On Debian and derivatives:

$ apt show csvkit
[...]
Package: csvkit
Architecture: all
Version: 1.0.6-1
Priority: optional
Depends: python3:any, python3-csvkit
Size: 27172
Homepage: https://github.com/wireservice/csvkit
Description-en: command-line tools for working with CSV
 csvkit is a suite of command-line tools for converting to and working with
 CSV, the king of tabular file formats.
 .
 It is inspired by pdftk, gdal and the original csvcut tool by Joe Germuska and
 Aaron Bycoffe.
 .
 If you need to do more complex data analysis than csvkit can handle, use
 agate.
 .
 This package provides the command-line tools.
0
dawg On

Suppose you have:

cat file
Côl 1,Cól 2,Cöl 3
1,2,æ
3,4,ç
5,6,"new 
line"

This CSV file has a header and a field with a new line. If you run wc -l on that file, it counts the number of \n encountered -- even in a field. If there is a terminating \n on the last line or not will potentially throw the count off by one.

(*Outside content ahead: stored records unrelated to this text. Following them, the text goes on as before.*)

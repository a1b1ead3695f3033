//! Taskmaster: a personal task tracker over a remote worksheet.
//!
//! Tasks carry a label and a priority, can be completed, edited, deleted
//! and reordered, and are stored as rows of a whole-table worksheet. Once
//! per session, incomplete tasks created on an earlier day are escalated to
//! the highest priority.
//!
//! # Architecture
//!
//! Taskmaster follows hexagonal architecture principles:
//!
//! - **Domain**: task rows, schema repair and the promotion rule, with no
//!   infrastructure dependencies
//! - **Ports**: the whole-table worksheet contract
//! - **Adapters**: in-memory and file-backed worksheets
//! - **Services**: retries and the per-session task store
//!
//! # Modules
//!
//! - [`task`]: task domain, ports, adapters and services
//! - [`config`]: deployment configuration

pub mod config;
pub mod task;
//! Error types for task domain validation and parsing.

use super::TaskId;
use thiserror::Error;

/// Errors returned while constructing domain task values.
#[derive(Debug, Clone, Error, PartialEq, Eq)]
pub enum TaskDomainError {
    /// The task text is empty after trimming.
    #[error("task text must not be empty")]
    EmptyTaskText,

    /// The task identifier is empty after trimming.
    #[error("task identifier must not be empty")]
    EmptyTaskId,

    /// An ordering names the same task more than once.
    #[error("task {0} is listed more than once")]
    DuplicateTaskId(TaskId),
}

/// Errors returned by [`TaskTable::reorder`](super::TaskTable::reorder).
#[derive(Debug, Clone, Error, PartialEq, Eq)]
pub enum ReorderError {
    /// The ordering names a task that does not exist.
    #[error("task {0} does not exist")]
    UnknownTask(TaskId),

    /// The ordering names a task more than once.
    #[error("task {0} is listed more than once")]
    DuplicateTask(TaskId),
}

/// Error returned while parsing a priority from user input.
#[derive(Debug, Clone, Error, PartialEq, Eq)]
#[error("unknown priority: {0}, expected High, Medium or Low")]
pub struct ParsePriorityError(pub String);

/// Error returned while parsing a move direction from user input.
#[derive(Debug, Clone, Error, PartialEq, Eq)]
#[error("unknown move direction: {0}, expected up or down")]
pub struct ParseMoveDirectionError(pub String);

/// Errors returned while coercing a raw table cell into a typed value.
#[derive(Debug, Clone, Error, PartialEq, Eq)]
pub enum ParseCellError {
    /// The cell holds text outside the accepted boolean spellings.
    #[error("expected a boolean, found '{0}'")]
    NotBoolean(String),

    /// The cell cannot be read as a whole-number rank.
    #[error("expected a number, found '{0}'")]
    NotNumber(String),
}
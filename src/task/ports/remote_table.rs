//! Port for whole-table access to the backing worksheet.

use crate::task::domain::RawTable;
use async_trait::async_trait;
use std::{fmt, sync::Arc};
use thiserror::Error;

/// Result type for remote table operations.
pub type RemoteTableResult<T> = Result<T, RemoteTableError>;

/// Whole-table worksheet contract.
///
/// The remote offers no row-level writes and no atomicity: a failed
/// [`RemoteTable::write_all`] may leave the worksheet stale or partially
/// written.
#[async_trait]
pub trait RemoteTable: Send + Sync {
    /// Reads every row of the worksheet without caching.
    ///
    /// # Errors
    ///
    /// Returns [`RemoteTableError::MissingTable`] when the worksheet does
    /// not exist, [`RemoteTableError::Transient`] for failures expected to
    /// clear on retry and [`RemoteTableError::Persistence`] otherwise.
    async fn read_all(&self) -> RemoteTableResult<RawTable>;

    /// Replaces the whole worksheet with `table`, creating it if needed.
    ///
    /// # Errors
    ///
    /// Returns [`RemoteTableError::Transient`] for failures expected to
    /// clear on retry and [`RemoteTableError::Persistence`] otherwise.
    async fn write_all(&self, table: &RawTable) -> RemoteTableResult<()>;
}

/// Failure classes that are retried automatically.
#[derive(Debug, Clone, Copy, PartialEq, Eq, Hash)]
pub enum TransientKind {
    /// The service rejected the call for exceeding a request rate.
    RateLimited,
    /// The caller's quota is used up for the current window.
    ResourceExhausted,
    /// The service is temporarily unreachable or overloaded.
    Unavailable,
}

impl TransientKind {
    /// Returns a short, stable label.
    #[must_use]
    pub const fn as_str(self) -> &'static str {
        match self {
            Self::RateLimited => "rate_limited",
            Self::ResourceExhausted => "resource_exhausted",
            Self::Unavailable => "unavailable",
        }
    }
}

impl fmt::Display for TransientKind {
    fn fmt(&self, f: &mut fmt::Formatter<'_>) -> fmt::Result {
        f.write_str(self.as_str())
    }
}

/// Errors returned by remote table implementations.
#[derive(Debug, Clone, Error)]
pub enum RemoteTableError {
    /// The named worksheet does not exist.
    #[error("worksheet '{0}' does not exist")]
    MissingTable(String),

    /// A failure expected to clear on retry.
    #[error("transient remote failure ({kind}): {message}")]
    Transient {
        /// Failure class.
        kind: TransientKind,
        /// Detail reported by the remote.
        message: String,
    },

    /// Any other remote failure.
    #[error("persistence error: {0}")]
    Persistence(Arc<dyn std::error::Error + Send + Sync>),
}

impl RemoteTableError {
    /// Builds a transient failure.
    #[must_use]
    pub fn transient(kind: TransientKind, message: impl Into<String>) -> Self {
        Self::Transient {
            kind,
            message: message.into(),
        }
    }

    /// Wraps a persistence error.
    #[must_use]
    pub fn persistence(err: impl std::error::Error + Send + Sync + 'static) -> Self {
        Self::Persistence(Arc::new(err))
    }

    /// Returns the transient class, or `None` for errors that must not be
    /// retried.
    #[must_use]
    pub const fn transient_kind(&self) -> Option<TransientKind> {
        match self {
            Self::Transient { kind, .. } => Some(*kind),
            Self::MissingTable(_) | Self::Persistence(_) => None,
        }
    }
}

You can only use wc -l when 1) You know there are no fields with newlines and 2) There is a proper terminating \n at the end of the last line. Granted -- most CSV files qualify, until they do not.

You can use Ruby to count the actual data parsed in a CSV file:

ruby -r csv -e '
puts CSV.parse($<.read, **{:headers=>false}).count
' file

Prints:

4

If you don't want to count the header as a data line:

ruby -r csv -e '
puts CSV.parse($<.read, **{:headers=>true}).count
' file
# 3

Or use Miller:

mlr --csv count file
count
3

Both Miller and Ruby CSV work regardless of whether there is a \n in a field or a terminating \n on the last line. Even if a field has a \n in it, both Miller and Ruby count that as a single record.

0
RARE Kpop Manifesto On

maybe this would work :

 for __ in $'col1,col2,col3\naa,bb,"c\nc"'  
           $'col1,col2,col3\naa,bb,"c\nc"\n' 
           $'a\nb\nc'
           $'a\nb\nc\n'  
           $'Côl 1,Cól 2,Cöl 3\n1,2,æ\n3,4,ç\n5,6,"new\nline"' ; do

     printf '----\n|%s|\n-----\n :: %s\n' "$__" "$( 

     printf '%s' "$__" | 
 gawk -F',' 'BEGIN {   OFS = "\13 |" 
             }     {  ___ += ($NF ~ /"/) - ($1 ~ /"/)
                     ____ += length($0)
                    _____ +=  match($0, /$/) - 1 
 } END { 
     print __ = "", ("gross NR :: ") (_ = NR), 
                    (  "adj NR :: ")((_-= __ = RT == __) - ___), 
                    (   "chars :: ") (_ + ____),
                    (   "bytes :: ") (_ + _____) }' )"
 done 

----
|col1,col2,col3
aa,bb,"c
c"|
-----
 :: 
     |gross NR :: 3
                    |adj NR :: 1
                                 |chars :: 26
                                              |bytes :: 26
----
|col1,col2,col3
aa,bb,"c
c"
|
-----
 :: 
     |gross NR :: 3
                    |adj NR :: 2
                                 |chars :: 27
                                              |bytes :: 27
----
|a
b
c|
-----
 :: 
     |gross NR :: 3
                    |adj NR :: 2
                                 |chars :: 5
                                             |bytes :: 5
----
|a
b
c
|
-----
 :: 
     |gross NR :: 3
                    |adj NR :: 3
                                 |chars :: 6
                                             |bytes :: 6
----
|Côl 1,Cól 2,Cöl 3
1,2,æ
3,4,ç
5,6,"new
line"|
-----
 :: 
     |gross NR :: 5
                    |adj NR :: 3
                                 |chars :: 44
                                              |bytes :: 49

The chars/bytes count matches that from gnu-wc :::

printf '%s' "$__" | gwc -cm

 26      26
 27      27
  5       5
  6       6
 44      49